▽

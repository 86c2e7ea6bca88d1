//! Minimal percent-encoding for path-valued query parameters.
//!
//! Used for the `redirectTo` round-trip: the guard encodes the original
//! path into the login URL, and the login page decodes and validates it
//! after sign-in. Only internal paths are honored on the way back, so a
//! crafted link can never bounce a user to an external origin.

#[cfg(test)]
#[path = "urlenc_test.rs"]
mod urlenc_test;

/// Name of the return-target query parameter.
pub const REDIRECT_PARAM: &str = "redirectTo";

/// Percent-encode a string for use as a query parameter value.
///
/// Everything outside the RFC 3986 unreserved set is escaped, including `/`.
#[must_use]
pub fn encode_component(raw: &str) -> String {
    let mut out = String::with_capacity(raw.len());
    for byte in raw.bytes() {
        match byte {
            b'A'..=b'Z' | b'a'..=b'z' | b'0'..=b'9' | b'-' | b'_' | b'.' | b'~' => {
                out.push(char::from(byte));
            }
            _ => {
                out.push('%');
                out.push(hex_digit(byte >> 4));
                out.push(hex_digit(byte & 0x0f));
            }
        }
    }
    out
}

fn hex_digit(nibble: u8) -> char {
    char::from(match nibble {
        0..=9 => b'0' + nibble,
        _ => b'A' + (nibble - 10),
    })
}

/// Decode a percent-encoded query parameter value.
///
/// Returns `None` for truncated or non-hex escapes and for byte sequences
/// that are not valid UTF-8. `+` is treated as a space.
#[must_use]
pub fn decode_component(encoded: &str) -> Option<String> {
    let bytes = encoded.as_bytes();
    let mut out = Vec::with_capacity(bytes.len());
    let mut i = 0;
    while i < bytes.len() {
        match bytes[i] {
            b'%' => {
                let escape = encoded.get(i + 1..i + 3)?;
                out.push(u8::from_str_radix(escape, 16).ok()?);
                i += 3;
            }
            b'+' => {
                out.push(b' ');
                i += 1;
            }
            other => {
                out.push(other);
                i += 1;
            }
        }
    }
    String::from_utf8(out).ok()
}

/// Extract a validated return target from a location search string.
///
/// Accepts `search` with or without the leading `?`. The decoded value is
/// honored only when it is an internal path: it must start with `/` and
/// must not be scheme-relative (`//…`).
#[must_use]
pub fn redirect_target(search: &str) -> Option<String> {
    let query = search.strip_prefix('?').unwrap_or(search);
    for pair in query.split('&') {
        let Some((key, value)) = pair.split_once('=') else {
            continue;
        };
        if key != REDIRECT_PARAM {
            continue;
        }
        let decoded = decode_component(value)?;
        if decoded.starts_with('/') && !decoded.starts_with("//") {
            return Some(decoded);
        }
        return None;
    }
    None
}
//! User Repository

use super::{BaseRepository, RepoError, RepoResult};
use crate::db::models::{User, UserCreate, UserUpdate};
use chrono::{DateTime, Utc};
use surrealdb::engine::local::Db;
use surrealdb::{RecordId, Surreal};

/// Count query result
#[derive(Debug, serde::Deserialize)]
struct CountResult {
    total: u64,
}

#[derive(Clone)]
pub struct UserRepository {
    base: BaseRepository,
}

impl UserRepository {
    pub fn new(db: Surreal<Db>) -> Self {
        Self {
            base: BaseRepository::new(db),
        }
    }

    /// Find all users
    pub async fn find_all(&self) -> RepoResult<Vec<User>> {
        let users: Vec<User> = self
            .base
            .db()
            .query("SELECT * FROM user ORDER BY created_at DESC")
            .await?
            .take(0)?;
        Ok(users)
    }

    /// Find user by id
    pub async fn find_by_id(&self, id: &str) -> RepoResult<Option<User>> {
        let thing: RecordId = id
            .parse()
            .map_err(|_| RepoError::Validation(format!("Invalid ID: {}", id)))?;
        let user: Option<User> = self.base.db().select(thing).await?;
        Ok(user)
    }

    /// Find user by email
    pub async fn find_by_email(&self, email: &str) -> RepoResult<Option<User>> {
        let email_owned = email.to_string();
        let mut result = self
            .base
            .db()
            .query("SELECT * FROM user WHERE email = $email LIMIT 1")
            .bind(("email", email_owned))
            .await?;
        let users: Vec<User> = result.take(0)?;
        Ok(users.into_iter().next())
    }

    /// Find user by pending verification token
    pub async fn find_by_verification_token(&self, token: &str) -> RepoResult<Option<User>> {
        let token_owned = token.to_string();
        let mut result = self
            .base
            .db()
            .query("SELECT * FROM user WHERE verification_token = $token LIMIT 1")
            .bind(("token", token_owned))
            .await?;
        let users: Vec<User> = result.take(0)?;
        Ok(users.into_iter().next())
    }

    /// Create a new user
    ///
    /// `verification` carries the email token and its expiry for self-service
    /// registration; `None` creates the account already verified (admin path).
    pub async fn create(
        &self,
        data: UserCreate,
        verification: Option<(String, DateTime<Utc>)>,
    ) -> RepoResult<User> {
        // Check duplicate email
        if self.find_by_email(&data.email).await?.is_some() {
            return Err(RepoError::Duplicate(format!(
                "Email '{}' is already registered",
                data.email
            )));
        }

        // Hash password
        let hash_pass = User::hash_password(&data.password)
            .map_err(|e| RepoError::Database(format!("Failed to hash password: {}", e)))?;

        let role = data.role.unwrap_or_default();
        let is_verified = verification.is_none();
        let (verification_token, verification_expires_at) = match verification {
            Some((token, expires_at)) => (Some(token), Some(expires_at)),
            None => (None, None),
        };

        let mut result = self
            .base
            .db()
            .query(
                r#"CREATE user SET
                    name = $name,
                    email = $email,
                    hash_pass = $hash_pass,
                    role = $role,
                    is_verified = $is_verified,
                    verification_token = $verification_token,
                    verification_expires_at = $verification_expires_at,
                    created_at = $created_at
                RETURN AFTER"#,
            )
            .bind(("name", data.name))
            .bind(("email", data.email))
            .bind(("hash_pass", hash_pass))
            .bind(("role", role))
            .bind(("is_verified", is_verified))
            .bind(("verification_token", verification_token))
            .bind(("verification_expires_at", verification_expires_at))
            .bind(("created_at", Utc::now()))
            .await?;

        let created: Option<User> = result.take(0)?;
        created.ok_or_else(|| RepoError::Database("Failed to create user".to_string()))
    }

    /// Mark a user verified and clear the token fields
    ///
    /// The token must be unusable after one success, so both fields reset here.
    pub async fn mark_verified(&self, id: &str) -> RepoResult<User> {
        let thing: RecordId = id
            .parse()
            .map_err(|_| RepoError::Validation(format!("Invalid ID: {}", id)))?;

        let mut result = self
            .base
            .db()
            .query(
                r#"UPDATE $thing SET
                    is_verified = true,
                    verification_token = NONE,
                    verification_expires_at = NONE
                RETURN AFTER"#,
            )
            .bind(("thing", thing))
            .await?;

        result
            .take::<Option<User>>(0)?
            .ok_or_else(|| RepoError::NotFound(format!("User {} not found", id)))
    }

    /// Update a user's profile fields
    pub async fn update(&self, id: &str, data: UserUpdate) -> RepoResult<User> {
        let thing: RecordId = id
            .parse()
            .map_err(|_| RepoError::Validation(format!("Invalid ID: {}", id)))?;
        self.find_by_id(id)
            .await?
            .ok_or_else(|| RepoError::NotFound(format!("User {} not found", id)))?;

        let mut result = self
            .base
            .db()
            .query(
                r#"UPDATE $thing SET
                    name = $name OR name,
                    role = IF $has_role THEN $role ELSE role END
                RETURN AFTER"#,
            )
            .bind(("thing", thing))
            .bind(("name", data.name))
            .bind(("has_role", data.role.is_some()))
            .bind(("role", data.role))
            .await?;

        result
            .take::<Option<User>>(0)?
            .ok_or_else(|| RepoError::NotFound(format!("User {} not found", id)))
    }

    /// Hard delete a user
    pub async fn delete(&self, id: &str) -> RepoResult<bool> {
        let thing: RecordId = id
            .parse()
            .map_err(|_| RepoError::Validation(format!("Invalid ID: {}", id)))?;
        self.find_by_id(id)
            .await?
            .ok_or_else(|| RepoError::NotFound(format!("User {} not found", id)))?;

        self.base
            .db()
            .query("DELETE $thing")
            .bind(("thing", thing))
            .await?;
        Ok(true)
    }

    /// Whether any admin account exists (used for first-boot seeding)
    pub async fn admin_exists(&self) -> RepoResult<bool> {
        let mut result = self
            .base
            .db()
            .query("SELECT count() AS total FROM user WHERE role = 'admin' GROUP ALL")
            .await?;
        let counts: Vec<CountResult> = result.take(0)?;
        Ok(counts.first().map(|c| c.total > 0).unwrap_or(false))
    }
}
//! API 路由模块
//!
//! # 结构
//!
//! - [`health`] - 健康检查
//! - [`auth`] - 注册、邮箱验证、登录、OTP 校验
//! - [`products`] - 商品目录与评论
//! - [`users`] - 用户管理接口
//! - [`orders`] - 下单、配送流转、订单跟踪
//! - [`rider`] - 骑手位置查询
//! - [`audit_log`] - 审计日志查询接口

pub mod auth;
pub mod health;

// Data models API
pub mod products;
pub mod users;
pub mod orders;

// Delivery & operations API
pub mod rider;
pub mod audit_log;

// Re-export common types for handlers
pub use crate::utils::{AppResponse, AppResult};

△

Your task: Exactly as they stand, please print the lines from the first line of the records above down to the line that includes "and validates it", both of those included and no others.

Exercise solution:
repository 86c2e7ea6bca88d1
//! Minimal percent-encoding for path-valued query parameters.
//!
//! Used for the `redirectTo` round-trip: the guard encodes the original
//! path into the login URL, and the login page decodes and validates it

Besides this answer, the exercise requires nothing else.